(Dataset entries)
◇ ◇ ◇ ◇ ◇
#[cfg(test)]
mod tests {
    use super::*;
    use rust_decimal_macros::dec;
    use serde_json::json;

    pub(crate) fn sample_doctor_profile() -> DoctorProfile {
        DoctorProfile {
            first_name: "Gregory".to_string(),
            last_name: "House".to_string(),
            date_of_birth: NaiveDate::from_ymd_opt(1965, 6, 11).unwrap(),
            gender: Gender::Male,
            address: Address::default(),
            qualification: "MD".to_string(),
            specialization: "Diagnostics".to_string(),
            hospital_affiliation: "Princeton-Plainsboro".to_string(),
            license_number: "NJ-12345".to_string(),
            years_of_experience: Some(20),
            primary_clinic_address: None,
            clinic_phone_number: None,
            clinic_email: None,
            consultation_fees: dec!(150.00),
            notes: None,
        }
    }

    fn account(updated_at: DateTime<Utc>) -> Account<DoctorProfile> {
        Account {
            id: Uuid::new_v4(),
            username: "house".to_string(),
            email: "house@example.com".to_string(),
            phone_number: "9876543210".to_string(),
            role: Role::Doctor,
            profile_picture: None,
            credentials: Credentials {
                password: HashedPassword::from_stored("$argon2id$stub".to_string()),
                refresh_token: Some("fingerprint".to_string()),
            },
            profile: sample_doctor_profile(),
            created_at: updated_at,
            updated_at,
        }
    }

    #[test]
    fn test_inactive_after_five_years() {
        let now = Utc::now();
        let stale = account(now.checked_sub_months(Months::new(61)).unwrap());
        let fresh = account(now.checked_sub_months(Months::new(59)).unwrap());
        assert!(stale.is_inactive(now));
        assert!(!fresh.is_inactive(now));
    }

    #[test]
    fn test_response_strips_secrets() {
        let json = serde_json::to_value(account(Utc::now()).to_response()).unwrap();
        assert!(json.get("password").is_none());
        assert!(json.get("password_hash").is_none());
        assert!(json.get("refresh_token").is_none());
        assert!(json.get("credentials").is_none());
        assert_eq!(json["first_name"], "Gregory");
        assert_eq!(json["is_inactive"], false);
    }

    #[test]
    fn test_principal_carries_display_name() {
        let principal = account(Utc::now()).to_principal().unwrap();
        assert_eq!(principal.display_name, "Gregory House");
        assert_eq!(principal.role, Role::Doctor);
        assert_eq!(principal.account["username"], "house");
    }

    #[test]
    fn test_role_resolution_per_kind() {
        assert_eq!(DoctorProfile::resolve_role(None).unwrap(), Role::Doctor);
        assert_eq!(PatientProfile::resolve_role(Some(Role::Patient)).unwrap(), Role::Patient);
        assert!(PatientProfile::resolve_role(Some(Role::Admin)).is_err());
        assert!(UserProfile::resolve_role(None).is_err());
        assert_eq!(UserProfile::resolve_role(Some(Role::Staff)).unwrap(), Role::Staff);
        assert!(UserProfile::resolve_role(Some(Role::Doctor)).is_err());
    }

    #[test]
    fn test_login_identifier_requires_exactly_one() {
        let both = LoginRequest {
            email: Some("a@b.com".into()),
            phone_number: Some("9876543210".into()),
            password: "x".into(),
        };
        let neither = LoginRequest {
            email: None,
            phone_number: Some("  ".into()),
            password: "x".into(),
        };
        let email = LoginRequest {
            email: Some("A@B.com".into()),
            phone_number: None,
            password: "x".into(),
        };
        assert!(both.identifier().is_err());
        assert!(neither.identifier().is_err());
        assert_eq!(
            email.identifier().unwrap(),
            LoginIdentifier::Email("a@b.com".to_string())
        );
    }

    #[test]
    fn test_register_request_flattens_profile() {
        let body = json!({
            "username": "house",
            "password": "vicodin-123",
            "email": "house@example.com",
            "phone_number": "9876543210",
            "first_name": "Gregory",
            "last_name": "House",
            "date_of_birth": "1965-06-11",
            "gender": "Male",
            "address": {"city": "Princeton"},
            "qualification": "MD",
            "specialization": "Diagnostics",
            "hospital_affiliation": "PPTH",
            "license_number": "NJ-1"
        });
        let request: RegisterRequest<DoctorProfile> = serde_json::from_value(body).unwrap();
        assert_eq!(request.identity.username, "house");
        assert_eq!(request.profile.gender, Gender::Male);
        assert_eq!(request.profile.consultation_fees, Decimal::ZERO);
        assert!(request.identity.validate().is_ok());
        assert!(request.profile.validate().is_ok());
    }

    #[test]
    fn test_blood_group_wire_format() {
        assert_eq!(serde_json::to_value(BloodGroup::AbNegative).unwrap(), "AB-");
        let parsed: BloodGroup = serde_json::from_value(json!("O+")).unwrap();
        assert_eq!(parsed, BloodGroup::OPositive);
    }
}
◇ ◇ ◇ ◇ ◇
Taking the records above line by line, count those that hold the word "Months"; the number is the entire answer.

(SOLUTION FOR THIS TASK)
2